Donnerstag, 15. Oktober 2009

Kostenlose Gerechtigkeit

Gigantischer Erfolg der ersten sozialpolitischen Maßnahme der neuen Großen Koalition der Nationalen Verantwortung. Rund 1.800 deutsche Zeitungen, Fernsehsender und Radiostationen ließen sich die von den Spitzen von FDP und CDU/CSU verabredete "Besserstellung" von Hartz 4-Empfängern nicht entgehen. Begeistert werden Vor- und Nachteile der Maßnahme erörtert, mit der das "Schonvermögen" verdreifacht werden soll, wie die "Rheinische Post" überschlagen hat. Die ehemals renommierte "Welt" glaubt glatt, "Hartz-IV-Empfänger sollen mehr fürs Alter sparen", das "Versicherungsportal" fantasiert gar "Schonvermögen soll kräftig erhöht werden", als sei vorgesehen, die Konten von Hartz-IV-Empfängern durch staatliche Zuzahlungen aufzufüllen.

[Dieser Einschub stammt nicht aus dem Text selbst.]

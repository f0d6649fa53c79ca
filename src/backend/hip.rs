//! ROCm/HIP memory backend
//!
//! Device chunks come from `hipMalloc`, host chunks from pinned
//! `hipHostMalloc` so they can be used for asynchronous transfers.
//!
//! `hipSetDevice()` only affects the calling thread, and the pool may call
//! into the backend from any worker thread. The chosen device is therefore
//! activated before every device allocation and free.

use std::ffi::c_void;
use std::ptr::{self, NonNull};

use super::{BackendError, BackendResult, MemoryBackend, MemoryKind};

mod ffi {
    use std::ffi::c_void;

    #[link(name = "amdhip64")]
    extern "C" {
        pub fn hipSetDevice(deviceId: i32) -> i32;
        pub fn hipGetDeviceCount(count: *mut i32) -> i32;
        pub fn hipMalloc(ptr: *mut *mut c_void, size: usize) -> i32;
        pub fn hipFree(ptr: *mut c_void) -> i32;
        pub fn hipHostMalloc(ptr: *mut *mut c_void, size: usize, flags: u32) -> i32;
        pub fn hipHostFree(ptr: *mut c_void) -> i32;
    }

    pub const HIP_SUCCESS: i32 = 0;
    pub const HIP_ERROR_OUT_OF_MEMORY: i32 = 2;
    pub const HIP_ERROR_INVALID_DEVICE: i32 = 101;
    pub const HIP_HOST_MALLOC_DEFAULT: u32 = 0x0;
}

/// Backend for AMD GPUs through the HIP runtime
#[derive(Debug, Clone)]
pub struct HipBackend {
    device_id: i32,
}

impl HipBackend {
    /// Bind the backend to `device_id`, checking that the device exists
    pub fn new(device_id: i32) -> BackendResult<Self> {
        let mut count = 0i32;
        let result = unsafe { ffi::hipGetDeviceCount(&mut count) };
        if result != ffi::HIP_SUCCESS {
            return Err(BackendError::Hip {
                call: "hipGetDeviceCount",
                code: result,
            });
        }
        if device_id < 0 || device_id >= count {
            tracing::error!(
                "HipBackend::new: device {} requested but only {} present",
                device_id,
                count
            );
            return Err(BackendError::Hip {
                call: "hipSetDevice",
                code: ffi::HIP_ERROR_INVALID_DEVICE,
            });
        }

        let backend = Self { device_id };
        backend.activate_device()?;
        tracing::debug!("HipBackend: using device {} of {}", device_id, count);
        Ok(backend)
    }

    pub fn device_id(&self) -> i32 {
        self.device_id
    }

    fn activate_device(&self) -> BackendResult<()> {
        let result = unsafe { ffi::hipSetDevice(self.device_id) };
        if result != ffi::HIP_SUCCESS {
            return Err(BackendError::Hip {
                call: "hipSetDevice",
                code: result,
            });
        }
        Ok(())
    }
}

impl MemoryBackend for HipBackend {
    fn allocate(&self, size: usize, kind: MemoryKind) -> BackendResult<NonNull<u8>> {
        let mut raw: *mut c_void = ptr::null_mut();

        let (call, result) = match kind {
            MemoryKind::Device => {
                self.activate_device()?;
                ("hipMalloc", unsafe { ffi::hipMalloc(&mut raw, size) })
            }
            MemoryKind::Host => ("hipHostMalloc", unsafe {
                ffi::hipHostMalloc(&mut raw, size, ffi::HIP_HOST_MALLOC_DEFAULT)
            }),
        };
        tracing::trace!("HipBackend: {} returned {} for {} bytes", call, result, size);

        if result == ffi::HIP_ERROR_OUT_OF_MEMORY {
            return Err(BackendError::OutOfMemory { size, kind });
        }
        if result != ffi::HIP_SUCCESS {
            return Err(BackendError::Hip { call, code: result });
        }
        NonNull::new(raw.cast::<u8>()).ok_or(BackendError::OutOfMemory { size, kind })
    }

    fn release(&self, ptr: NonNull<u8>, size: usize, kind: MemoryKind) {
        let raw = ptr.as_ptr().cast::<c_void>();
        let (call, result) = match kind {
            MemoryKind::Device => {
                if let Err(err) = self.activate_device() {
                    tracing::error!("HipBackend: {} while freeing {:?}", err, ptr);
                }
                ("hipFree", unsafe { ffi::hipFree(raw) })
            }
            MemoryKind::Host => ("hipHostFree", unsafe { ffi::hipHostFree(raw) }),
        };

        if result != ffi::HIP_SUCCESS {
            // Release must not fail; a driver error here leaks the region
            tracing::error!(
                "HipBackend: {} failed with code {} for {} bytes at {:?}",
                call,
                result,
                size,
                ptr
            );
        }
    }

    fn name(&self) -> &'static str {
        "hip"
    }
}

Dennoch jubelt das Arbeitslosenmagazin "Bild": "Schwarz-Gelb macht Hartz-IV gerechter!" Daran ist selbstverständlich nicht gedacht, denn selbstverständlich handelt es sich bei der Erhöhung des Schonvermögen von derzeit 250 Euro auf 700 Euro pro Lebensjahr nicht um eine Erhöhung von praktisch vorhandenem, sondern nur um staatliche Duldung von theoretisch möglichem Vermögen, das sechs Jahre nach der Zusammenlegung von Arbeitslosen- und Sozialhilfe sowieso niemand mehr hat: Wer von den 2,3 Millionen Langzeitarbeitslosen anno 2006 noch über ein Vermögen von 50.000 verfügte, war verpflichtet, es bis auf einen Rest von 17.500 Euro zu verbrauchen, ehe er Anrecht auf Hartz-IV-Zahlungen hatte. Wer ein Haus hatte, hat es seitdem verkaufen müssen, das eingenommene Geld ist unterdessen auch verbraucht.

Zeit, für Gerechtigkeit, die gut ankommt, aber keinen Cent kostet. Warum allerdings das Schonvermögen im Zuge der Koalitionsverhandlungen nicht gleich auf sieben, elf oder 77 Millionen Euro erhöht worden ist, wissen nur die Koalitionäre. Gekostet hätte das auch nicht mehr!

2 Kommentare:

Eisenschwein hat gesagt…

die denken eben - offenbar im gegensatz zu dir - in die zukunft. und rechnen die schlitzohrigkeit der hartz iv-empfänger gleich mit rein.

derherold hat gesagt…

Na ja, sooo dämlich, 50 Mille auf dem Konto stehen zu lassen, um es per Kontoauszug mit seinem Antrag auf ALGII einzureichen, werden wohl nur die wenigsten gewesen sein ... und daß es eine Welle von ETW/EFH-Verkäufen gegeben hat, ist mir neu.
Kritisch war/ist der Verbrauch von Vermögen aus Versicherungsansprüchen (iwS).

Die Erhöhung des Schonvermögens ist deshalb so t-o-l-l, weil sowieso jeder versucht hat, ein etwaig auszuweisendes Vermögen zu "verschleiern" ... insofern dürfte die gute Tat der designierten neuen Regierung kaum einen Rubel kosten.

Das ist so, als ob man verspricht, den überlebenden Veteranen von 1870/71 endlich einen Ehrensold zu zahlen... oder denen vom Sturm aufs Winterdings.